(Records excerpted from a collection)
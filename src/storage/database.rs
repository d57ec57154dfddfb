//! SQLite document store connection.
//!
//! One connection is shared behind a tokio mutex and every statement runs on
//! the blocking pool. Schema steps are applied once each, tracked with
//! `PRAGMA user_version`.

use std::path::{Path, PathBuf};
use std::sync::Arc;

use rusqlite::Connection;
use thiserror::Error;
use tokio::sync::Mutex;

use super::schema;

/// Errors from the document store.
#[derive(Debug, Error)]
pub enum DatabaseError {
    #[error("SQLite error: {0}")]
    Sqlite(#[from] rusqlite::Error),

    #[error("Stored embedding is not valid JSON: {0}")]
    Serialization(#[from] serde_json::Error),

    #[error("Schema step {step} failed: {source}")]
    Migration {
        step: usize,
        #[source]
        source: rusqlite::Error,
    },

    #[error("Cannot create database directory {}: {source}", path.display())]
    CreateDir {
        path: PathBuf,
        #[source]
        source: std::io::Error,
    },

    #[error("Database task failed: {0}")]
    TaskFailed(String),
}

/// Result type for document store operations.
pub type Result<T> = std::result::Result<T, DatabaseError>;

/// Shared handle to the articles and press releases database.
#[derive(Clone)]
pub struct Database {
    conn: Arc<Mutex<Connection>>,
}

impl Database {
    /// Opens (or creates) the database file, creating parent directories.
    pub async fn open(path: impl AsRef<Path>) -> Result<Self> {
        let path = path.as_ref().to_path_buf();
        Self::init(move || {
            if let Some(dir) = path.parent().filter(|dir| !dir.as_os_str().is_empty()) {
                std::fs::create_dir_all(dir).map_err(|source| DatabaseError::CreateDir {
                    path: dir.to_path_buf(),
                    source,
                })?;
            }
            let conn = Connection::open(&path)?;
            conn.execute_batch("PRAGMA journal_mode = WAL;")?;
            Ok(conn)
        })
        .await
    }

    /// Opens a private in-memory database.
    pub async fn open_in_memory() -> Result<Self> {
        Self::init(|| Ok(Connection::open_in_memory()?)).await
    }

    async fn init<F>(connect: F) -> Result<Self>
    where
        F: FnOnce() -> Result<Connection> + Send + 'static,
    {
        let conn = tokio::task::spawn_blocking(move || {
            let conn = connect()?;
            apply_schema(&conn)?;
            Ok::<_, DatabaseError>(conn)
        })
        .await
        .map_err(|e| DatabaseError::TaskFailed(e.to_string()))??;

        Ok(Self {
            conn: Arc::new(Mutex::new(conn)),
        })
    }

    /// Runs `f` against the connection on the blocking pool.
    pub async fn with_conn<F, T>(&self, f: F) -> Result<T>
    where
        F: FnOnce(&Connection) -> Result<T> + Send + 'static,
        T: Send + 'static,
    {
        self.run_blocking(move |conn| f(conn)).await
    }

    /// Runs `f` inside a transaction that commits only if `f` succeeds.
    ///
    /// Seeding uses this so a bad record leaves no partial batch behind.
    pub async fn transaction<F, T>(&self, f: F) -> Result<T>
    where
        F: FnOnce(&rusqlite::Transaction<'_>) -> Result<T> + Send + 'static,
        T: Send + 'static,
    {
        self.run_blocking(move |conn| {
            let tx = conn.transaction()?;
            let out = f(&tx)?;
            tx.commit()?;
            Ok(out)
        })
        .await
    }

    async fn run_blocking<F, T>(&self, f: F) -> Result<T>
    where
        F: FnOnce(&mut Connection) -> Result<T> + Send + 'static,
        T: Send + 'static,
    {
        let conn = Arc::clone(&self.conn);
        tokio::task::spawn_blocking(move || f(&mut *conn.blocking_lock()))
            .await
            .map_err(|e| DatabaseError::TaskFailed(e.to_string()))?
    }
}

impl std::fmt::Debug for Database {
    fn fmt(&self, f: &mut std::fmt::Formatter<'_>) -> std::fmt::Result {
        f.debug_struct("Database").finish_non_exhaustive()
    }
}

/// Applies the schema steps newer than the stored `user_version`.
fn apply_schema(conn: &Connection) -> Result<()> {
    let applied: i64 = conn.query_row("PRAGMA user_version", [], |row| row.get(0))?;
    let steps = schema::all_migrations();

    for (index, sql) in steps.iter().enumerate().skip(applied.max(0) as usize) {
        let step = index + 1;
        conn.execute_batch(sql)
            .map_err(|source| DatabaseError::Migration { step, source })?;
        conn.execute_batch(&format!("PRAGMA user_version = {}", step))?;
    }
    Ok(())
}
/// Ranks journalists by relevance to a set of press releases.
///
/// Holds no state between calls; concurrent `rank` calls are independent.
#[derive(Clone)]
pub struct RankingService {
    embedder: Arc<dyn EmbeddingProvider>,
    search: SearchService,
    justifier: JustificationService,
    output_order: OutputOrder,
    embedding_timeout: Duration,
}

impl RankingService {
    pub fn new(
        embedder: Arc<dyn EmbeddingProvider>,
        index: Arc<dyn VectorIndex>,
        generator: Arc<dyn TextGenerator>,
        config: RankingConfig,
    ) -> Self {
        let search = SearchService::new(index)
            .with_top_k(config.top_k)
            .with_timeout(config.search_timeout);

        let mut justifier = JustificationService::new(generator)
            .with_max_tokens(config.max_tokens)
            .with_timeout(config.generation_timeout);
        if let Some(temperature) = config.temperature {
            justifier = justifier.with_temperature(temperature);
        }

        Self {
            embedder,
            search,
            justifier,
            output_order: config.output_order,
            embedding_timeout: config.embedding_timeout,
        }
    }

    /// Overrides the configured output order.
    pub fn with_output_order(mut self, output_order: OutputOrder) -> Self {
        self.output_order = output_order;
        self
    }

    /// Runs the full pipeline for the given press releases.
    ///
    /// Returns one entry per distinct journalist email found among the
    /// nearest articles. An empty list is valid when the index holds nothing
    /// attributable to a journalist.
    #[instrument(skip_all, fields(press_releases = press_releases.len()))]
    pub async fn rank(&self, press_releases: &[PressRelease]) -> RankingResult<Vec<Journalist>> {
        if press_releases.is_empty() {
            return Err(RankingError::InvalidInput(
                "at least one press release is required".to_string(),
            ));
        }

        let started = Instant::now();

        let embeddings = self.embed_press_releases(press_releases).await?;
        let query = mean_pool(&embeddings)?;
        debug!(dimension = query.dimension(), "Pooled query vector");

        let matches = self.search.search(&query).await?;

        let aggregation = aggregate_scores(&matches);
        if aggregation.skipped() > 0 {
            info!(
                skipped = aggregation.skipped(),
                "Ignored matches without journalist email or score"
            );
        }

        let mut scored = aggregation.journalists();
        if self.output_order == OutputOrder::ScoreDescending {
            scored.sort_by(|a, b| b.relevance_score.total_cmp(&a.relevance_score));
        }

        let journalists = self.justifier.justify(&scored, press_releases).await?;

        info!(
            matches = matches.len(),
            journalists = journalists.len(),
            elapsed_ms = started.elapsed().as_millis() as u64,
            "Ranking complete"
        );

        Ok(journalists)
    }

    /// Looks up press releases by newsroom and ranks journalists for them.
    pub async fn rank_newsroom<S>(
        &self,
        store: &S,
        newsroom_filter: &str,
    ) -> RankingResult<Vec<Journalist>>
    where
        S: PressReleaseStore + ?Sized,
    {
        let filter = newsroom_filter.trim();
        if filter.is_empty() {
            return Err(RankingError::InvalidInput(
                "newsroom not specified".to_string(),
            ));
        }

        let press_releases = store.find_press_releases(filter).await?;
        if press_releases.is_empty() {
            return Err(RankingError::InvalidInput(format!(
                "no press releases found for newsroom '{}'",
                filter
            )));
        }

        debug!(
            newsroom = filter,
            press_releases = press_releases.len(),
            "Loaded press releases"
        );

        self.rank(&press_releases).await
    }

    async fn embed_press_releases(
        &self,
        press_releases: &[PressRelease],
    ) -> RankingResult<Vec<EmbeddingVector>> {
        let inputs: Vec<String> = press_releases
            .iter()
            .map(PressRelease::embedding_input)
            .collect();

        let embeddings = tokio::time::timeout(
            self.embedding_timeout,
            self.embedder.embed(&inputs, InputType::Query),
        )
        .await
        .map_err(|_| {
            RankingError::EmbeddingUnavailable(format!(
                "{} timed out after {:?}",
                self.embedder.name(),
                self.embedding_timeout
            ))
        })?
        .map_err(|e| RankingError::EmbeddingUnavailable(e.to_string()))?;

        if embeddings.len() != inputs.len() {
            return Err(RankingError::EmbeddingUnavailable(format!(
                "expected {} embeddings, got {}",
                inputs.len(),
                embeddings.len()
            )));
        }

        Ok(embeddings)
    }
}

[Exercise prompt]
What is needed is every line of the records that contains the word "matches".

[Answer box]
        let matches = self.search.search(&query).await?;
        let aggregation = aggregate_scores(&matches);
                "Ignored matches without journalist email or score"
            matches = matches.len(),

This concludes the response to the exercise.